Like any good fool, Orphant's style of speaking is as calculatedly non-threatening as her dress, a rhetorical style in which Cavendish specializes. In Poems and Fancies, Cavendish describes her written "work" in terms that suggest motley: she writes, she tells us, as women dress themselves, "in their many and singular choices of Cloaths, and Ribbons, and the like; curious shadowing, and mixing of Colours, in their Wrought workes" (A4r). In speaking to her lord general, Orphant clothes her ideas in comparably feminine, foolish garb. This is the rhetorical equivalent of motley, and Cavendish shows it to be just what is called for in certain situations. Orphant/Affectionata tells Singularity, for instance, that she cannot employ "Rhetoric" (56); meanwhile his servants wonder why he is so much more interested in Affectionata than in them, "for when we speak," one protests, "it is with gravity, and our discourse is sententious, but his [i.e. Affectionata's] is mere squibs" (54). Well, exactly. Orphant relies on puns, quibbles, and wordplay in order to establish and maintain her position: this is the discourse by which she begs first her living from strangers and then her position from Singularity. And when Singularity accepts the invitation to play, the more he is willing to talk like a fool, the closer he gets to the truth.

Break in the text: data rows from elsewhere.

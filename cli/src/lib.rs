//! metalp command line
//!
//! Option parsing, logging setup and dispatch to the pipeline. Extensions
//! add their own options to the command before arguments are parsed.

use std::ffi::OsString;
use std::io::{self, IsTerminal, Read};
use std::path::PathBuf;

use anyhow::{anyhow, Context, Result};
use clap::{CommandFactory, FromArgMatches, Parser};
use metalp_extension::Extension;
use metalp_pipeline::{Pipeline, PipelineConfig, PipelineError};
use tracing::debug;
use tracing_subscriber::EnvFilter;

#[derive(Debug, Parser)]
#[command(name = "metalp", version, about = "Reify logic programs with provenance tags")]
pub struct Cli {
    /// Program files, in order. The program is read from stdin when none are given.
    pub files: Vec<PathBuf>,

    /// Constant definition `name=value`, overriding `#const` defaults.
    #[arg(short = 'c', long = "const", value_name = "NAME=VALUE")]
    pub constants: Vec<String>,

    /// Print only the facts selected by the visibility encodings (default).
    #[arg(long, overrides_with = "no_clean")]
    pub clean: bool,

    /// Print every atom of the filtered answer.
    #[arg(long = "no-clean", overrides_with = "clean")]
    pub no_clean: bool,

    /// Plain reification, without extensions or filtering.
    #[arg(long)]
    pub classic: bool,

    /// Directory for the full and clean reification dumps.
    #[arg(long, value_name = "DIR")]
    pub dump_dir: Option<PathBuf>,

    /// Directory whose `<name>.lp` files replace the builtin encodings.
    #[arg(long, value_name = "DIR")]
    pub encodings_dir: Option<PathBuf>,

    /// Log filter, e.g. `info` or `metalp_pipeline=debug`.
    #[arg(long, value_name = "FILTER", default_value = "warn")]
    pub log: String,
}

impl Cli {
    pub fn config(&self) -> PipelineConfig {
        let mut config = PipelineConfig::new()
            .with_constants(self.constants.iter().cloned())
            .with_clean_output(!self.no_clean);
        if let Some(dir) = &self.dump_dir {
            config = config.with_dump_dir(dir);
        }
        if let Some(dir) = &self.encodings_dir {
            config = config.with_encodings_dir(dir);
        }
        config
    }
}

/// Parse `args` with the options of every extension registered.
pub fn parse_args<I, T>(extensions: &[Box<dyn Extension>], args: I) -> Result<Cli, clap::Error>
where
    I: IntoIterator<Item = T>,
    T: Into<OsString> + Clone,
{
    let mut command = Cli::command();
    for extension in extensions {
        command = extension.register_options(command);
    }
    let matches = command.try_get_matches_from(args)?;
    Cli::from_arg_matches(&matches)
}

/// Install the stderr log subscriber.
pub fn init_logging(filter: &str) -> Result<()> {
    let filter =
        EnvFilter::try_new(filter).map_err(|e| anyhow!("invalid log filter '{}': {}", filter, e))?;
    tracing_subscriber::fmt()
        .with_env_filter(filter)
        .with_writer(io::stderr)
        .with_ansi(io::stderr().is_terminal())
        .try_init()
        .map_err(|e| anyhow!("cannot install logger: {}", e))
}

/// Run the pipeline selected by `cli`. `stdin` is read only when no files
/// are given.
pub fn run(cli: &Cli, extensions: Vec<Box<dyn Extension>>, mut stdin: impl Read) -> Result<String> {
    let inline = if cli.files.is_empty() {
        let mut text = String::new();
        stdin
            .read_to_string(&mut text)
            .context("cannot read standard input")?;
        Some(text)
    } else {
        None
    };
    debug!(files = cli.files.len(), classic = cli.classic, "starting");

    let pipeline = Pipeline::with_extensions(cli.config(), extensions);
    let output = if cli.classic {
        pipeline.classic(&cli.files, inline.as_deref())?
    } else {
        pipeline.run(&cli.files, inline.as_deref())?
    };
    Ok(output)
}

/// Taxonomy name of an error, for the `error[<kind>]` prefix.
pub fn error_kind(error: &anyhow::Error) -> &'static str {
    match error.downcast_ref::<PipelineError>() {
        Some(e) => e.kind().name(),
        None => "IoError",
    }
}
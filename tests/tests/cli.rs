//! Command-line runs over files and standard input.

use std::io::Write;

use metalp_cli::{error_kind, parse_args, run, Cli};
use metalp_extension::default_extensions;
use pretty_assertions::assert_eq;

fn cli(args: &[&str]) -> Cli {
    parse_args(&default_extensions(), std::iter::once("metalp").chain(args.iter().copied()))
        .unwrap()
}

fn program_file(text: &str) -> tempfile::NamedTempFile {
    let mut file = tempfile::NamedTempFile::new().unwrap();
    write!(file, "{}", text).unwrap();
    file
}

#[test]
fn test_file_and_stdin_give_the_same_output() {
    let text = "% @base\nedge(1,2).\npath(X,Y) :- edge(X,Y).\n";
    let file = program_file(text);
    let path = file.path().to_str().unwrap().to_string();

    let from_file = run(&cli(&[path.as_str()]), default_extensions(), std::io::empty()).unwrap();
    let from_stdin = run(&cli(&[]), default_extensions(), text.as_bytes()).unwrap();
    assert_eq!(from_file, from_stdin);
    assert!(from_file.contains("output(path(1,2),"));
}

#[test]
fn test_files_are_concatenated_in_order() {
    let first = program_file("a.\n");
    let second = program_file("b :- a.\n");
    let args = [
        "--classic",
        first.path().to_str().unwrap(),
        second.path().to_str().unwrap(),
    ];
    let output = run(&cli(&args), default_extensions(), std::io::empty()).unwrap();
    assert!(output.contains("output(a,"));
    assert!(output.contains("output(b,"));
}

#[test]
fn test_constants_from_the_command_line() {
    let output = run(&cli(&["-c", "n=7"]), default_extensions(), "p(n).".as_bytes()).unwrap();
    assert!(output.contains("output(p(7),"));
}

#[test]
fn test_no_clean_shows_more() {
    let program = "a. b :- a.";
    let clean = run(&cli(&[]), default_extensions(), program.as_bytes()).unwrap();
    let full = run(&cli(&["--no-clean"]), default_extensions(), program.as_bytes()).unwrap();
    assert!(full.lines().count() > clean.lines().count());
}

#[test]
fn test_dump_dir_option() {
    let dir = tempfile::tempdir().unwrap();
    let dump = dir.path().join("dumps");
    let cli = cli(&["--dump-dir", dump.to_str().unwrap()]);
    let output = run(&cli, default_extensions(), "a.".as_bytes()).unwrap();

    let clean = std::fs::read_to_string(dump.join(metalp_pipeline::CLEAN_DUMP)).unwrap();
    assert_eq!(clean, output);
}

#[test]
fn test_error_kinds_are_named() {
    let err = run(&cli(&[]), default_extensions(), "p( .".as_bytes()).unwrap_err();
    assert_eq!(error_kind(&err), "SyntaxError");

    let err = run(&cli(&[]), default_extensions(), "p(X) :- not q(X).".as_bytes()).unwrap_err();
    assert_eq!(error_kind(&err), "GroundingError");
}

Shakespeare's fools are, of course, masters of this sort of talk, although they do not limit themselves to it. Feste trades puns with both Maria, his friend (Twelfth Night 1.5.16-24), and with Viola, who comes to be his admirer (Twelfth Night 3.1.1-10). Similarly, Touchstone's wordplay helps to establish his friendship with Rosalind and Celia. Take, for example, his interrogation of the meaning of "sport" in Act one, Scene two of As You Like It. There is some playful jockeying for position between Rosalind, Celia, and Touchstone when the latter enters, but it seems to be regarded by all three as a mere formality: Celia reminds him of her rank, he defies it, and then the three of them join ranks, by trading puns and quibbles, against Le Beau and his masculinist definitions of violence. Le Beau has entered gloating at the prospect of broken bones in the upcoming wrestling match; but because he does not understand this game, he, the privileged insider of the court, becomes the outsider to this foolish group, himself repositioned by language, his assumptions punctured by their wit. In both As You Like It and Twelfth Night, the cross-dressing heroines and the fools' mutual respect is evident in and to some degree caused by the fact that they speak the same language -- one with ambiguous markers of class and gender. Thus they can converse together with notable freedom, ease, and wit, while mocking the discourse of those in charge.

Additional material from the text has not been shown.